My biggest issue with the Crysis Remaster Trilogy is that it only feels halfway remastered. Nothing was updated to modern standards except for the visuals, and that is a huge problem. Remasters like the Spyro and Tony Hawk ones work so well because the gameplay is smoothed out and plays like a modern game. Unfortunately, that oversight (or failure, if they really did try to update it from the originals) makes it impossible to recommend the beautiful-looking collection to anyone other than hardcore fans of the original games. I really wanted to enjoy these games that were so positively talked about when I was younger, but sadly they didn’t come anywhere close to living up to the hype with this remaster attempt.

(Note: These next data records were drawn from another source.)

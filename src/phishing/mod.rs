//! Domain analysis pipeline: normalize, detect, aggregate.

pub mod detectors;

use crate::types::{
    DomainContext, PhishingAnalysis, PhishingSignal, Recommendation, RiskLevel, SignalKind,
    TrustStatus,
};

/// Canonicalize a raw domain string: lowercase, drop scheme/path/port,
/// strip a leading `www.`.
pub fn normalize_domain(raw: &str) -> String {
    let lowered = raw.trim().to_lowercase();
    let mut host = lowered.as_str();

    if let Some(rest) = host.strip_prefix("https://").or_else(|| host.strip_prefix("http://")) {
        host = rest;
    }
    if let Some((h, _)) = host.split_once('/') {
        host = h;
    }
    if let Some((h, _)) = host.split_once(':') {
        host = h;
    }
    host.strip_prefix("www.").unwrap_or(host).to_string()
}

pub fn analyze_domain(domain: &str, ctx: &DomainContext<'_>) -> PhishingAnalysis {
    let normalized = normalize_domain(domain);
    let trust = ctx.domain_settings.map(|s| s.trust_status);

    // User trust wins outright; detectors never run for trusted domains.
    if trust == Some(TrustStatus::Trusted) {
        return PhishingAnalysis {
            domain: normalized,
            is_phishing: false,
            risk_level: RiskLevel::Low,
            signals: Vec::new(),
            recommendation: Recommendation::Proceed,
            previously_dismissed: ctx.previously_dismissed,
        };
    }

    let mut signals: Vec<PhishingSignal> = Vec::new();

    if trust == Some(TrustStatus::Blocked) {
        signals.push(PhishingSignal {
            kind: SignalKind::UserFlagged,
            severity: RiskLevel::High,
            description: format!("You previously blocked {normalized}"),
            related_domain: None,
        });
    }

    let intel = ctx.threat_intel;
    signals.extend(detectors::known_scam(&normalized, intel));
    signals.extend(detectors::homoglyph(&normalized, intel));
    signals.extend(detectors::typosquat(&normalized, intel));
    signals.extend(detectors::suspicious_tld(&normalized, intel));
    signals.extend(detectors::similar_to_known(&normalized, intel));
    signals.extend(detectors::new_domain(ctx.domain_settings));

    aggregate(normalized, signals, ctx.previously_dismissed)
}

/// Cheap pre-check for the connection prompt: only the short-circuit
/// sources and the two auto-block detectors, skipping the rest.
pub fn should_show_warning(domain: &str, ctx: &DomainContext<'_>) -> bool {
    let normalized = normalize_domain(domain);
    match ctx.domain_settings.map(|s| s.trust_status) {
        Some(TrustStatus::Trusted) => return false,
        Some(TrustStatus::Blocked) => return true,
        Some(TrustStatus::Neutral) | None => {}
    }

    detectors::known_scam(&normalized, ctx.threat_intel).is_some()
        || detectors::homoglyph(&normalized, ctx.threat_intel).is_some()
}

fn aggregate(
    domain: String,
    signals: Vec<PhishingSignal>,
    previously_dismissed: bool,
) -> PhishingAnalysis {
    let risk_level = signals
        .iter()
        .map(|s| s.severity)
        .max()
        .unwrap_or(RiskLevel::Low);

    // isPhishing is reserved for impersonation and scam-list hits; a high
    // risk level alone (e.g. user_flagged) only warns.
    let is_phishing = signals.iter().any(|s| {
        s.kind == SignalKind::KnownScam
            || (s.kind == SignalKind::Homoglyph && s.severity == RiskLevel::High)
    });

    let recommendation = if is_phishing {
        Recommendation::Block
    } else if risk_level >= RiskLevel::Medium {
        Recommendation::Warning
    } else {
        Recommendation::Proceed
    };

    PhishingAnalysis {
        domain,
        is_phishing,
        risk_level,
        signals,
        recommendation,
        previously_dismissed,
    }
}

#[cfg(test)]
mod tests {
    use super::*;
    use crate::types::{DomainSettings, ThreatIntelSnapshot};

    fn intel_with_scam() -> ThreatIntelSnapshot {
        let mut intel = ThreatIntelSnapshot::bootstrap();
        intel.scam_domains = vec!["trusted.example".to_string(), "evil-drop.xyz".to_string()];
        intel
    }

    fn settings(domain: &str, trust: TrustStatus) -> DomainSettings {
        DomainSettings {
            domain: domain.to_string(),
            trust_status: trust,
            first_seen: 1_700_000_000_000,
            last_seen: 1_700_000_100_000,
            connection_count: 2,
        }
    }

    fn ctx<'a>(
        intel: &'a ThreatIntelSnapshot,
        domain_settings: Option<&'a DomainSettings>,
    ) -> DomainContext<'a> {
        DomainContext {
            threat_intel: intel,
            domain_settings,
            previously_dismissed: false,
        }
    }

    #[test]
    fn normalization_strips_scheme_path_and_www() {
        assert_eq!(normalize_domain("HTTPS://WWW.Phantom.App/claim?x=1"), "phantom.app");
        assert_eq!(normalize_domain("www.example.com:8443"), "example.com");
        assert_eq!(normalize_domain("  solana.com  "), "solana.com");
    }

    #[test]
    fn trusted_domain_short_circuits_even_when_scam_listed() {
        let intel = intel_with_scam();
        let record = settings("trusted.example", TrustStatus::Trusted);
        let analysis = analyze_domain("trusted.example", &ctx(&intel, Some(&record)));

        assert!(analysis.signals.is_empty());
        assert_eq!(analysis.risk_level, RiskLevel::Low);
        assert_eq!(analysis.recommendation, Recommendation::Proceed);
        assert!(!analysis.is_phishing);
    }

    #[test]
    fn blocked_domain_always_carries_user_flagged_and_still_runs_detectors() {
        let intel = intel_with_scam();
        let record = settings("evil-drop.xyz", TrustStatus::Blocked);
        let analysis = analyze_domain("evil-drop.xyz", &ctx(&intel, Some(&record)));

        assert!(analysis.signals.iter().any(|s| s.kind == SignalKind::UserFlagged));
        // the scam-list detector still ran
        assert!(analysis.signals.iter().any(|s| s.kind == SignalKind::KnownScam));
        assert!(analysis.is_phishing);
        assert_eq!(analysis.recommendation, Recommendation::Block);
    }

    #[test]
    fn user_flagged_alone_warns_but_is_not_phishing() {
        let intel = ThreatIntelSnapshot::bootstrap();
        let record = settings("some-neutral-site.com", TrustStatus::Blocked);
        let analysis = analyze_domain("some-neutral-site.com", &ctx(&intel, Some(&record)));

        assert_eq!(analysis.risk_level, RiskLevel::High);
        assert!(!analysis.is_phishing);
        assert_eq!(analysis.recommendation, Recommendation::Warning);
    }

    #[test]
    fn homoglyph_hit_blocks_and_marks_phishing() {
        let intel = ThreatIntelSnapshot::bootstrap();
        let record = settings("phant0m.app", TrustStatus::Neutral);
        let analysis = analyze_domain("phant0m.app", &ctx(&intel, Some(&record)));

        assert!(analysis.is_phishing);
        assert_eq!(analysis.risk_level, RiskLevel::High);
        assert_eq!(analysis.recommendation, Recommendation::Block);
    }

    #[test]
    fn unseen_benign_domain_is_low_risk_with_new_domain_signal() {
        let intel = ThreatIntelSnapshot::bootstrap();
        let analysis = analyze_domain("some-random-blog.com", &ctx(&intel, None));

        assert_eq!(analysis.risk_level, RiskLevel::Low);
        assert!(analysis.signals.iter().any(|s| s.kind == SignalKind::NewDomain));
        assert_eq!(analysis.recommendation, Recommendation::Proceed);
        assert!(!analysis.is_phishing);
    }

    #[test]
    fn typosquat_verdict_warns_without_blocking() {
        let intel = ThreatIntelSnapshot::bootstrap();
        let record = settings("phantmo.app", TrustStatus::Neutral);
        let analysis = analyze_domain("phantmo.app", &ctx(&intel, Some(&record)));

        assert!(analysis.signals.iter().any(|s| s.kind == SignalKind::Typosquat));
        assert_eq!(analysis.risk_level, RiskLevel::Medium);
        assert_eq!(analysis.recommendation, Recommendation::Warning);
        assert!(!analysis.is_phishing);
    }

    #[test]
    fn should_show_warning_matches_short_circuit_rules() {
        let intel = intel_with_scam();

        let trusted = settings("trusted.example", TrustStatus::Trusted);
        assert!(!should_show_warning("trusted.example", &ctx(&intel, Some(&trusted))));

        let blocked = settings("whatever.com", TrustStatus::Blocked);
        assert!(should_show_warning("whatever.com", &ctx(&intel, Some(&blocked))));

        assert!(should_show_warning("evil-drop.xyz", &ctx(&intel, None)));
        assert!(should_show_warning("phant0m.app", &ctx(&intel, None)));
        assert!(!should_show_warning("some-random-blog.com", &ctx(&intel, None)));
    }

    fn lcg_next(state: &mut u64) -> u64 {
        *state = state
            .wrapping_mul(6_364_136_223_846_793_005)
            .wrapping_add(1);
        *state
    }

    fn random_domain(state: &mut u64) -> String {
        const CHARSET: &[u8] = b"abcdefghijklmnopqrstuvwxyz0123456789-";
        let len = 1 + (lcg_next(state) % 24) as usize;
        let mut name: String = (0..len)
            .map(|_| CHARSET[(lcg_next(state) % CHARSET.len() as u64) as usize] as char)
            .collect();
        match lcg_next(state) % 4 {
            0 => name.push_str(".com"),
            1 => name.push_str(".app"),
            2 => name.push_str(".xyz"),
            _ => {}
        }
        name
    }

    #[test]
    fn verdict_invariants_hold_for_randomized_domains() {
        let intel = intel_with_scam();
        let mut seed = 0xDEAD_BEEF_u64;

        for _ in 0..10_000 {
            let domain = random_domain(&mut seed);
            assert_eq!(normalize_domain(&domain), normalize_domain(&normalize_domain(&domain)));

            let analysis = analyze_domain(&domain, &ctx(&intel, None));
            let max_severity = analysis
                .signals
                .iter()
                .map(|s| s.severity)
                .max()
                .unwrap_or(RiskLevel::Low);
            assert_eq!(analysis.risk_level, max_severity);
            if analysis.is_phishing {
                assert_eq!(analysis.recommendation, Recommendation::Block);
            }
            if analysis.recommendation == Recommendation::Proceed {
                assert!(!analysis.is_phishing);
                assert_eq!(analysis.risk_level, RiskLevel::Low);
            }
        }
    }

    #[test]
    fn analysis_is_idempotent_for_same_snapshot() {
        let intel = intel_with_scam();
        let first = analyze_domain("phantmo.app", &ctx(&intel, None));
        let second = analyze_domain("phantmo.app", &ctx(&intel, None));

        assert_eq!(first.risk_level, second.risk_level);
        assert_eq!(first.is_phishing, second.is_phishing);
        assert_eq!(first.recommendation, second.recommendation);
        assert_eq!(first.signals.len(), second.signals.len());
    }
}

Crysis Remaster Trilogy releases on October 15th  on PC, Nintendo Switch, PlayStation 4, PlayStation 5, Xbox One, and Xbox Series S\X.


Crysis Remastered Trilogy
  • 4/10
    Rating - 4/10
4/10

TL;DR

My biggest issue with the Crysis Remaster Trilogy is that it only feels halfway remastered. Nothing was updated to modern standards except for the visuals, and that is a huge problem. Remasters like the Spyro and Tony Hawk ones work so well because the gameplay is smoothed out and plays like a modern game. Unfortunately, that oversight (or failure, if they really did try to update it from the originals) makes it impossible to recommend the beautiful-looking collection to anyone other than hardcore fans of the original games. I really wanted to enjoy these games that were so positively talked about when I was younger, but sadly they didn’t come anywhere close to living up to the hype with this remaster attempt.